(Exercise description) Each entry is to be printed again word for word.

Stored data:
//! Command-line view over the dashboard client core.
//!
//! Each subcommand prints one JSON document on stdout. Logs, including the
//! sample-data notices, go to stderr as JSON lines.
#![cfg_attr(not(any(test, doctest)), deny(clippy::unwrap_used))]
#![cfg_attr(not(any(test, doctest)), deny(clippy::expect_used))]

use std::ffi::OsString;
use std::io::{self, Write};
use std::sync::Arc;

use clap::{Parser, Subcommand};
use color_eyre::eyre::{Context, Result, eyre};
use ortho_config::OrthoConfig;
use serde_json::{Value, json};
use tokio::runtime::Builder;
use tracing::warn;
use tracing_subscriber::{EnvFilter, fmt};

use vconnect_client::config::ClientSettings;
use vconnect_client::domain::ports::{OfflineResourceTransport, ResourceTransport};
use vconnect_client::domain::{
    ApplicationId, ApplicationStatus, ApplicationStatusPorts, ApplicationStatusService,
    DashboardFeeds, DataSource, EventId, Feed, FetchGateway, RemoteConfirmation, Role,
};
use vconnect_client::outbound::http::ReqwestTransport;
use vconnect_client::outbound::override_store::FileStatusOverrideStore;

/// `vconnect-console` command arguments.
#[derive(Debug, Parser)]
#[command(
    name = "vconnect-console",
    about = "Inspect V-Connect dashboards and manage application statuses",
    version
)]
struct CliArgs {
    /// Skip the network and serve sample data where the dashboard would.
    #[arg(long, global = true)]
    offline: bool,
    #[command(subcommand)]
    command: Command,
}

#[derive(Debug, Subcommand)]
enum Command {
    /// List public events, falling back to sample data.
    Events,
    /// List volunteer contributions for an event (admin session).
    Contributors {
        /// Event identifier.
        event_id: EventId,
    },
    /// Show the reconciled application board for an event (organization session).
    Applications {
        /// Event identifier.
        event_id: EventId,
    },
    /// Change an application's status (organization session).
    SetStatus {
        /// Event identifier.
        event_id: EventId,
        /// Application identifier.
        application_id: ApplicationId,
        /// `pending`, `approved` or `rejected`.
        status: ApplicationStatus,
    },
    /// Forget the stored status override for an application (organization session).
    ClearOverride {
        /// Application identifier.
        application_id: ApplicationId,
    },
}

fn main() -> Result<()> {
    color_eyre::install()?;
    if let Err(e) = fmt()
        .with_env_filter(EnvFilter::from_default_env())
        .with_writer(io::stderr)
        .json()
        .try_init()
    {
        warn!(error = %e, "tracing init failed");
    }

    let args = CliArgs::parse();
    let settings = ClientSettings::load_from_iter([OsString::from("vconnect-console")])
        .map_err(|error| eyre!("load configuration: {error}"))?;
    let runtime = Builder::new_current_thread()
        .enable_all()
        .build()
        .wrap_err("create Tokio runtime")?;
    let document = runtime.block_on(run(args.command, args.offline, &settings))?;

    let mut stdout = io::stdout().lock();
    writeln!(stdout, "{}", serde_json::to_string_pretty(&document)?)?;
    Ok(())
}

async fn run(command: Command, offline: bool, settings: &ClientSettings) -> Result<Value> {
    let transport: Arc<dyn ResourceTransport> = if offline {
        Arc::new(OfflineResourceTransport)
    } else {
        Arc::new(ReqwestTransport::new(settings.request_timeout()).wrap_err("build HTTP client")?)
    };
    let gateway = FetchGateway::new(transport, settings.gateway_endpoints()?);

    match command {
        Command::Events => {
            let feed = DashboardFeeds::new(gateway).load_events().await;
            render_feed(feed)
        }
        Command::Contributors { event_id } => {
            let session = settings.credentials().require_role(Role::Admin)?;
            let feed = DashboardFeeds::new(gateway)
                .load_contributors(event_id, &session)
                .await;
            render_feed(feed)
        }
        Command::Applications { event_id } => {
            let service = status_service(gateway, settings)?;
            let refresh = service.refresh_applications(event_id).await?;
            Ok(json!({
                "refresh": refresh,
                "applications": service.applications(event_id),
            }))
        }
        Command::SetStatus {
            event_id,
            application_id,
            status,
        } => {
            let service = status_service(gateway, settings)?;
            service.refresh_applications(event_id).await?;
            let outcome = service
                .set_application_status(event_id, application_id, status)
                .await?;
            if outcome.remote == RemoteConfirmation::Unconfirmed {
                warn!(
                    application_id = application_id.get(),
                    "server did not confirm the change; it is kept locally"
                );
            }
            Ok(json!({
                "outcome": outcome,
                "applications": service.applications(event_id),
            }))
        }
        Command::ClearOverride { application_id } => {
            let service = status_service(gateway, settings)?;
            let removed = service.clear_override(application_id).await?;
            Ok(json!({ "application_id": application_id, "removed": removed }))
        }
    }
}

fn status_service(
    gateway: FetchGateway,
    settings: &ClientSettings,
) -> Result<ApplicationStatusService> {
    let session = settings.credentials().require_role(Role::Organization)?;
    let store = Arc::new(FileStatusOverrideStore::new(settings.state_dir()));
    Ok(ApplicationStatusService::new(
        ApplicationStatusPorts::new(gateway, store),
        session,
        settings.application_status_config()?,
    ))
}

fn render_feed(feed: Feed) -> Result<Value> {
    if let DataSource::Sample { notice } = &feed.source {
        warn!(notice = *notice, "Using Sample Data");
    }
    Ok(serde_json::to_value(feed)?)
}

(Exercise output)
//! Command-line view over the dashboard client core.
//!
//! Each subcommand prints one JSON document on stdout. Logs, including the
//! sample-data notices, go to stderr as JSON lines.
#![cfg_attr(not(any(test, doctest)), deny(clippy::unwrap_used))]
#![cfg_attr(not(any(test, doctest)), deny(clippy::expect_used))]

use std::ffi::OsString;
use std::io::{self, Write};
use std::sync::Arc;

use clap::{Parser, Subcommand};
use color_eyre::eyre::{Context, Result, eyre};
use ortho_config::OrthoConfig;
use serde_json::{Value, json};
use tokio::runtime::Builder;
use tracing::warn;
use tracing_subscriber::{EnvFilter, fmt};

use vconnect_client::config::ClientSettings;
use vconnect_client::domain::ports::{OfflineResourceTransport, ResourceTransport};
use vconnect_client::domain::{
    ApplicationId, ApplicationStatus, ApplicationStatusPorts, ApplicationStatusService,
    DashboardFeeds, DataSource, EventId, Feed, FetchGateway, RemoteConfirmation, Role,
};
use vconnect_client::outbound::http::ReqwestTransport;
use vconnect_client::outbound::override_store::FileStatusOverrideStore;

/// `vconnect-console` command arguments.
#[derive(Debug, Parser)]
#[command(
    name = "vconnect-console",
    about = "Inspect V-Connect dashboards and manage application statuses",
    version
)]
struct CliArgs {
    /// Skip the network and serve sample data where the dashboard would.
    #[arg(long, global = true)]
    offline: bool,
    #[command(subcommand)]
    command: Command,
}

#[derive(Debug, Subcommand)]
enum Command {
    /// List public events, falling back to sample data.
    Events,
    /// List volunteer contributions for an event (admin session).
    Contributors {
        /// Event identifier.
        event_id: EventId,
    },
    /// Show the reconciled application board for an event (organization session).
    Applications {
        /// Event identifier.
        event_id: EventId,
    },
    /// Change an application's status (organization session).
    SetStatus {
        /// Event identifier.
        event_id: EventId,
        /// Application identifier.
        application_id: ApplicationId,
        /// `pending`, `approved` or `rejected`.
        status: ApplicationStatus,
    },
    /// Forget the stored status override for an application (organization session).
    ClearOverride {
        /// Application identifier.
        application_id: ApplicationId,
    },
}

fn main() -> Result<()> {
    color_eyre::install()?;
    if let Err(e) = fmt()
        .with_env_filter(EnvFilter::from_default_env())
        .with_writer(io::stderr)
        .json()
        .try_init()
    {
        warn!(error = %e, "tracing init failed");
    }

    let args = CliArgs::parse();
    let settings = ClientSettings::load_from_iter([OsString::from("vconnect-console")])
        .map_err(|error| eyre!("load configuration: {error}"))?;
    let runtime = Builder::new_current_thread()
        .enable_all()
        .build()
        .wrap_err("create Tokio runtime")?;
    let document = runtime.block_on(run(args.command, args.offline, &settings))?;

    let mut stdout = io::stdout().lock();
    writeln!(stdout, "{}", serde_json::to_string_pretty(&document)?)?;
    Ok(())
}

async fn run(command: Command, offline: bool, settings: &ClientSettings) -> Result<Value> {
    let transport: Arc<dyn ResourceTransport> = if offline {
        Arc::new(OfflineResourceTransport)
    } else {
        Arc::new(ReqwestTransport::new(settings.request_timeout()).wrap_err("build HTTP client")?)
    };
    let gateway = FetchGateway::new(transport, settings.gateway_endpoints()?);

    match command {
        Command::Events => {
            let feed = DashboardFeeds::new(gateway).load_events().await;
            render_feed(feed)
        }
        Command::Contributors { event_id } => {
            let session = settings.credentials().require_role(Role::Admin)?;
            let feed = DashboardFeeds::new(gateway)
                .load_contributors(event_id, &session)
                .await;
            render_feed(feed)
        }
        Command::Applications { event_id } => {
            let service = status_service(gateway, settings)?;
            let refresh = service.refresh_applications(event_id).await?;
            Ok(json!({
                "refresh": refresh,
                "applications": service.applications(event_id),
            }))
        }
        Command::SetStatus {
            event_id,
            application_id,
            status,
        } => {
            let service = status_service(gateway, settings)?;
            service.refresh_applications(event_id).await?;
            let outcome = service
                .set_application_status(event_id, application_id, status)
                .await?;
            if outcome.remote == RemoteConfirmation::Unconfirmed {
                warn!(
                    application_id = application_id.get(),
                    "server did not confirm the change; it is kept locally"
                );
            }
            Ok(json!({
                "outcome": outcome,
                "applications": service.applications(event_id),
            }))
        }
        Command::ClearOverride { application_id } => {
            let service = status_service(gateway, settings)?;
            let removed = service.clear_override(application_id).await?;
            Ok(json!({ "application_id": application_id, "removed": removed }))
        }
    }
}

fn status_service(
    gateway: FetchGateway,
    settings: &ClientSettings,
) -> Result<ApplicationStatusService> {
    let session = settings.credentials().require_role(Role::Organization)?;
    let store = Arc::new(FileStatusOverrideStore::new(settings.state_dir()));
    Ok(ApplicationStatusService::new(
        ApplicationStatusPorts::new(gateway, store),
        session,
        settings.application_status_config()?,
    ))
}

fn render_feed(feed: Feed) -> Result<Value> {
    if let DataSource::Sample { notice } = &feed.source {
        warn!(notice = *notice, "Using Sample Data");
    }
    Ok(serde_json::to_value(feed)?)
}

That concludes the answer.